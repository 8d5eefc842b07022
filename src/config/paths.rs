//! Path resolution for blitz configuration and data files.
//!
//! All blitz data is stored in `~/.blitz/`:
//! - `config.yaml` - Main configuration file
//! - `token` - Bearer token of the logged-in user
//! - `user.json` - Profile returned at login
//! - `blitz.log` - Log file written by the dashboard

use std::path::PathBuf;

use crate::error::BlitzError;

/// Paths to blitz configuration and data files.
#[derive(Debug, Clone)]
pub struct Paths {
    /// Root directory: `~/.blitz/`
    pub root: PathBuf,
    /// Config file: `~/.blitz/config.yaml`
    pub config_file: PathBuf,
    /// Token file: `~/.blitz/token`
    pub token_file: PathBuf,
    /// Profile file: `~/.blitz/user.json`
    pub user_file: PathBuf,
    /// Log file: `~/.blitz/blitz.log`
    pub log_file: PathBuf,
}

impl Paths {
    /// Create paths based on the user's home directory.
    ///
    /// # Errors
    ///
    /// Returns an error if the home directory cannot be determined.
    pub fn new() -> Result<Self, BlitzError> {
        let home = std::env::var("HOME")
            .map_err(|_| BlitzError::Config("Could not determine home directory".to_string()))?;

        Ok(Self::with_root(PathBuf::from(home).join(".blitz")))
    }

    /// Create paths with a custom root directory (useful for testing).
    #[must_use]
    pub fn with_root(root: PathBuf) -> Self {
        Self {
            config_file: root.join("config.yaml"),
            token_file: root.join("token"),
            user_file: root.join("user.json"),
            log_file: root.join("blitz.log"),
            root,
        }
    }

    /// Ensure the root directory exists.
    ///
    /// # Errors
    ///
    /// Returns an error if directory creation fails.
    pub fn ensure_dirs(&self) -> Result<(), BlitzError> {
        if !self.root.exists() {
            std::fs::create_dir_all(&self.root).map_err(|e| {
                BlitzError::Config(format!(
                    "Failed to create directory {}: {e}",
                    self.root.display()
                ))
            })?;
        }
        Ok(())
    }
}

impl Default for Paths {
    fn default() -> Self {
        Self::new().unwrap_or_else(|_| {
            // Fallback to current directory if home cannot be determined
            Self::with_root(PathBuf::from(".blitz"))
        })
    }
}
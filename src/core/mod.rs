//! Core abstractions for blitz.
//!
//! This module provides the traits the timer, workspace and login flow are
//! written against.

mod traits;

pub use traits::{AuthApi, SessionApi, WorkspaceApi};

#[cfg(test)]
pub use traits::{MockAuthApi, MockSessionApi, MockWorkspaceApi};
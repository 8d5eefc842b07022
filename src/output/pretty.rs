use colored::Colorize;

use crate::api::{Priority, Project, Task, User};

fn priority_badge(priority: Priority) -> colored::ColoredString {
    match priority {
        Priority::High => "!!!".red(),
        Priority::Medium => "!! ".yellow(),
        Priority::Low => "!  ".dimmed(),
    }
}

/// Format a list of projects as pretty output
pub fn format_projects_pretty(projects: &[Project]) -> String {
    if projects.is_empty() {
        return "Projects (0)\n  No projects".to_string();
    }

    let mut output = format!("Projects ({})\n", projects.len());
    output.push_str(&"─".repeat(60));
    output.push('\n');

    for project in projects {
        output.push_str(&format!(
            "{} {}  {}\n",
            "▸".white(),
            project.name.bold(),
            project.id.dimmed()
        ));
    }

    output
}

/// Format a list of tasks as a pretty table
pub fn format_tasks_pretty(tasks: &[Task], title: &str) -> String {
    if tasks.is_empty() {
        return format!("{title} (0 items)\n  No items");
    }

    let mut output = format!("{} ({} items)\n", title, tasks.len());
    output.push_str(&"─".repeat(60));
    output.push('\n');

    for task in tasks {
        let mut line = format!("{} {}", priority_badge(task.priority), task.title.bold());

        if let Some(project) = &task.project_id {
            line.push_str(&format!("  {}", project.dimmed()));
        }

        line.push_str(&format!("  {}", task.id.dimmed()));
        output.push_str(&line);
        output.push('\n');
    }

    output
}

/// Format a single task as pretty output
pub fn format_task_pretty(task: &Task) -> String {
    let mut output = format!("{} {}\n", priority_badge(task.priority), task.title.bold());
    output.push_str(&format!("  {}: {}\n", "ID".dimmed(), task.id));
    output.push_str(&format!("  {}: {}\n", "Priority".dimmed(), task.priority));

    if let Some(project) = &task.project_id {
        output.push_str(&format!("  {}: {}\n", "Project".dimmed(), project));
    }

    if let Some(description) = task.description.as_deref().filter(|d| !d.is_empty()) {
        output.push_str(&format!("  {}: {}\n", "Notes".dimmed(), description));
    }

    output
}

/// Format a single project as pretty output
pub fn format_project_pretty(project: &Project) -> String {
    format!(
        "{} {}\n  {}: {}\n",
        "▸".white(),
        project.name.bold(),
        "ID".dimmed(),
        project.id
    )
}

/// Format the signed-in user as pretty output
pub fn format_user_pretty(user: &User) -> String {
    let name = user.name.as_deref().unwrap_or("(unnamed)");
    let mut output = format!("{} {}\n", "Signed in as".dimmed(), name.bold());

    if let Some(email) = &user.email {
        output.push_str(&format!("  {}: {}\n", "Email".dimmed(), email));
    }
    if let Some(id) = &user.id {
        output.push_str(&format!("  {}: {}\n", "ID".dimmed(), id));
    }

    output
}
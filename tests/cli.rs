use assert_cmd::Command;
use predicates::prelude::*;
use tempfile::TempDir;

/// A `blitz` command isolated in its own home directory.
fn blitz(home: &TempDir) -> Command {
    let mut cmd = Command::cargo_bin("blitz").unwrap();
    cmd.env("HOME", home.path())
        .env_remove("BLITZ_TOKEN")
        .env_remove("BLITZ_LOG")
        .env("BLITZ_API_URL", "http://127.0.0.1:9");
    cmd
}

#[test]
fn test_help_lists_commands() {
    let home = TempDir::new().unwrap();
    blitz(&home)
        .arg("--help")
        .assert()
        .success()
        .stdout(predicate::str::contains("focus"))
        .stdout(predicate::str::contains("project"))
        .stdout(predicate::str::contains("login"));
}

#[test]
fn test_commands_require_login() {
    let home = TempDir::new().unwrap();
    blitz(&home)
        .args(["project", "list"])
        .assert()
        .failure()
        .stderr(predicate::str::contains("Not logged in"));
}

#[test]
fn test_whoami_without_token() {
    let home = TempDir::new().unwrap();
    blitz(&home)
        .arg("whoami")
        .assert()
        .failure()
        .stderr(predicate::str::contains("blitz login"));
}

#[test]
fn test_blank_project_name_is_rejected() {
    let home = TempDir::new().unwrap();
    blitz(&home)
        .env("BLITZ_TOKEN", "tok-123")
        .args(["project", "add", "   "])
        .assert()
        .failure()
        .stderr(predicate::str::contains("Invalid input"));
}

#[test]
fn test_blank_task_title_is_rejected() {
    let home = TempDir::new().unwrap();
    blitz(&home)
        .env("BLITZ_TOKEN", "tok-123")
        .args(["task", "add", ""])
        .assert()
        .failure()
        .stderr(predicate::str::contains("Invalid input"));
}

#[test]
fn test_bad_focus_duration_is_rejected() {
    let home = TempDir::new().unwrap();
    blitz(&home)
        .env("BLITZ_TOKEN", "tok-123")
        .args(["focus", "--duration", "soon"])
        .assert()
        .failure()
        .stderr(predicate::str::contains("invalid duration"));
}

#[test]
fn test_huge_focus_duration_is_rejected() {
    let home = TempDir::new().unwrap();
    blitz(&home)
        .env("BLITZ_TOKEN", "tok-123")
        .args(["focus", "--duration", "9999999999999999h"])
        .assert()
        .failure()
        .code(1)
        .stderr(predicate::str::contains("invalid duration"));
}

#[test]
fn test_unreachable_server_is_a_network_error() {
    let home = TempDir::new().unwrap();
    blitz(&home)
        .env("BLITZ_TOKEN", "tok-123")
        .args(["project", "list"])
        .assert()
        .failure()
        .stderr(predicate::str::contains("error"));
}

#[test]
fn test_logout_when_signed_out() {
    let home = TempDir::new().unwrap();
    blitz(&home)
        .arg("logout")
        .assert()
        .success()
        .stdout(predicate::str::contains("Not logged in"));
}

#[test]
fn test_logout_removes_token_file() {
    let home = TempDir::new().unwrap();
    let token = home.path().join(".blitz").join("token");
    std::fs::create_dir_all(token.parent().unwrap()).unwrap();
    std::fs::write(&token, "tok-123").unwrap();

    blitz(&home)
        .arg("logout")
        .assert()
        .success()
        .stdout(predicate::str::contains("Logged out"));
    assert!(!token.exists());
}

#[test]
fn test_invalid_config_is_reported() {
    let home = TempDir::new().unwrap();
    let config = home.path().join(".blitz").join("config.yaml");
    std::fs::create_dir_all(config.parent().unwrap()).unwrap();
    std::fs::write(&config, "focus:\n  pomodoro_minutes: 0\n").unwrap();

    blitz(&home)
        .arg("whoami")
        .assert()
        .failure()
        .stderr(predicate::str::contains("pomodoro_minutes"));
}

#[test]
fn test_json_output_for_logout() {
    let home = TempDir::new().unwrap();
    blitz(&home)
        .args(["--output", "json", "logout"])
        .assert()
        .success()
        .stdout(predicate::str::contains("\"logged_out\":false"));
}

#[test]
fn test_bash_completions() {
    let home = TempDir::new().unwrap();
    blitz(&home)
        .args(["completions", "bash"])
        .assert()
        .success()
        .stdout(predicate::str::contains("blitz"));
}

▶ **What to produce**: Everything from the first line of the records above to the line containing "Main configuration file", inclusive, should be repeated exactly; leave out the rest.

▶ **Exercise solution**:
repository 8d5eefc842b07022
filename src/config/paths.rs
//! Path resolution for blitz configuration and data files.
//!
//! All blitz data is stored in `~/.blitz/`:
//! - `config.yaml` - Main configuration file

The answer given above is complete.